_Problem details_
Pick out each line of the records that includes the string "undecodable", and copy it.

+++ Data excerpts +++

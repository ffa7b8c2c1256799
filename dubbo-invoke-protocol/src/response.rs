//! Response bodies.
//!
//! An OK response body starts with a response flag (a compact Hessian2 int)
//! followed by the result value or exception, and optionally an attachment
//! map. A response with any other status carries an error message string.

use crate::error::{ProtocolError, SerializationError};
use crate::exception::{clean_binary, into_exception_info, parse_exception_info};
use crate::frame::{Frame, Status};
use crate::hessian::{HessianReader, HessianWriter};
use crate::value::Value;
use bytes::Bytes;
use std::collections::BTreeMap;

pub const RESPONSE_WITH_EXCEPTION: u8 = 0;
pub const RESPONSE_VALUE: u8 = 1;
pub const RESPONSE_NULL_VALUE: u8 = 2;
pub const RESPONSE_WITH_EXCEPTION_WITH_ATTACHMENTS: u8 = 3;
pub const RESPONSE_VALUE_WITH_ATTACHMENTS: u8 = 4;
pub const RESPONSE_NULL_VALUE_WITH_ATTACHMENTS: u8 = 5;

/// Hessian2 encodes the flags as single-byte compact ints.
const COMPACT_ZERO: u8 = 0x90;

/// Class used when an exception has no concrete type.
const DEFAULT_EXCEPTION_CLASS: &str = "java.lang.RuntimeException";

/// What a response carries.
#[derive(Debug, Clone, Copy, PartialEq, Eq)]
pub enum ResponseKind {
    /// A normal return value (possibly null).
    Value,
    /// The remote method threw; the value is [`Value::ExceptionInfo`].
    Exception,
    /// The frame status is not OK; the value is the error message.
    Error,
}

/// A decoded response.
#[derive(Debug, Clone, PartialEq)]
pub struct Response {
    pub request_id: u64,
    pub status: Status,
    pub kind: ResponseKind,
    pub value: Value,
    pub attachments: BTreeMap<String, String>,
}

impl Response {
    /// Creates a successful response.
    pub fn value(request_id: u64, value: Value) -> Self {
        Self {
            request_id,
            status: Status::OK,
            kind: ResponseKind::Value,
            value,
            attachments: BTreeMap::new(),
        }
    }

    /// Creates a response reporting a thrown exception.
    pub fn exception(request_id: u64, class: &str, message: &str) -> Self {
        let mut info = BTreeMap::new();
        info.insert("type".to_string(), class.to_string());
        info.insert("message".to_string(), message.to_string());
        Self {
            request_id,
            status: Status::OK,
            kind: ResponseKind::Exception,
            value: Value::ExceptionInfo(info),
            attachments: BTreeMap::new(),
        }
    }

    /// Creates a failed response with a non-OK status.
    pub fn error(request_id: u64, status: Status, message: impl Into<String>) -> Self {
        Self {
            request_id,
            status,
            kind: ResponseKind::Error,
            value: Value::String(message.into()),
            attachments: BTreeMap::new(),
        }
    }

    pub fn with_attachment(mut self, key: impl Into<String>, value: impl Into<String>) -> Self {
        self.attachments.insert(key.into(), value.into());
        self
    }

    pub fn is_ok(&self) -> bool {
        self.kind == ResponseKind::Value
    }

    /// Serializes the response body.
    pub fn encode_body(&self) -> Result<Bytes, SerializationError> {
        let mut w = HessianWriter::new();
        let with_attachments = !self.attachments.is_empty();

        match self.kind {
            ResponseKind::Error => {
                w.write_string(&self.value.to_string());
                return Ok(w.into_bytes());
            }
            ResponseKind::Value if self.value.is_null() => {
                w.write_int(flag(RESPONSE_NULL_VALUE, with_attachments) as i32);
            }
            ResponseKind::Value => {
                w.write_int(flag(RESPONSE_VALUE, with_attachments) as i32);
                w.write_value(&self.value)?;
            }
            ResponseKind::Exception => {
                w.write_int(flag(RESPONSE_WITH_EXCEPTION, with_attachments) as i32);
                write_exception(&mut w, &self.value);
            }
        }

        if with_attachments {
            w.write_attachments(&self.attachments);
        }
        Ok(w.into_bytes())
    }

    /// Builds the response frame.
    pub fn to_frame(&self) -> Result<Frame, ProtocolError> {
        Ok(Frame::response(
            self.request_id,
            self.status,
            self.encode_body()?,
        ))
    }
}

fn flag(base: u8, with_attachments: bool) -> u8 {
    if with_attachments {
        base + 3
    } else {
        base
    }
}

/// Writes an exception as a one-field class definition and its instance.
fn write_exception(w: &mut HessianWriter, value: &Value) {
    let (class, message) = match value {
        Value::ExceptionInfo(info) => {
            let class = info
                .get("type")
                .filter(|t| t.contains('.'))
                .map(String::as_str)
                .unwrap_or(DEFAULT_EXCEPTION_CLASS);
            let message = info.get("message").cloned().unwrap_or_default();
            (class, message)
        }
        other => (DEFAULT_EXCEPTION_CLASS, other.to_string()),
    };

    w.write_raw(b'C');
    w.write_string(class);
    w.write_int(1);
    w.write_string("detailMessage");
    w.write_raw(0x60);
    w.write_string(&message);
}

/// Decodes the body of a response frame.
///
/// Never fails: undecodable content degrades to placeholder values, mined
/// exception text or cleaned raw text.
pub fn decode_response(frame: &Frame) -> Response {
    let mut response = Response {
        request_id: frame.request_id,
        status: frame.status,
        kind: ResponseKind::Value,
        value: Value::Null,
        attachments: BTreeMap::new(),
    };

    if !frame.status.is_ok() {
        tracing::warn!(
            status = %frame.status,
            request_id = frame.request_id,
            "response status is not OK"
        );
        response.kind = ResponseKind::Error;
        response.value = Value::String(error_message(&frame.body));
        return response;
    }

    let body = &frame.body[..];
    if body.is_empty() {
        return response;
    }

    let mut reader = HessianReader::new(body);
    let flag = match reader.read_byte() {
        Ok(byte @ COMPACT_ZERO..=0x95) => byte - COMPACT_ZERO,
        Ok(byte) => {
            tracing::warn!("unknown response flag {:#04x}, decoding value anyway", byte);
            RESPONSE_VALUE
        }
        Err(_) => return response,
    };
    tracing::debug!(flag, len = body.len(), "decoding response body");

    match flag {
        RESPONSE_NULL_VALUE | RESPONSE_NULL_VALUE_WITH_ATTACHMENTS => {}
        RESPONSE_WITH_EXCEPTION | RESPONSE_WITH_EXCEPTION_WITH_ATTACHMENTS => {
            response.kind = ResponseKind::Exception;
            response.value = into_exception_info(read_or_mine(&mut reader));
        }
        _ => response.value = read_or_mine(&mut reader),
    }

    if flag >= RESPONSE_WITH_EXCEPTION_WITH_ATTACHMENTS && !reader.is_empty() {
        match reader.read_value() {
            Ok(Value::Map(entries)) => {
                response.attachments = entries
                    .into_iter()
                    .map(|(key, value)| (key, value.to_string()))
                    .collect();
            }
            Ok(other) => tracing::debug!(kind = other.kind(), "ignoring non-map attachments"),
            Err(err) => tracing::debug!(error = %err, "unreadable attachments"),
        }
    }

    response
}

/// Reads the payload value, falling back to text mining when the value is
/// structurally broken.
fn read_or_mine(reader: &mut HessianReader<'_>) -> Value {
    let rest = reader.rest();
    match reader.read_value() {
        Ok(value) => value,
        Err(err) => {
            tracing::warn!(error = %err, "response value undecodable, mining raw text");
            parse_exception_info(&String::from_utf8_lossy(rest))
        }
    }
}

fn error_message(body: &[u8]) -> String {
    if body.is_empty() {
        return String::new();
    }
    match HessianReader::new(body).read_value() {
        Ok(Value::String(message)) => message,
        _ => clean_binary(body),
    }
}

+++

_Result of this exercise_
/// Never fails: undecodable content degrades to placeholder values, mined
            tracing::warn!(error = %err, "response value undecodable, mining raw text");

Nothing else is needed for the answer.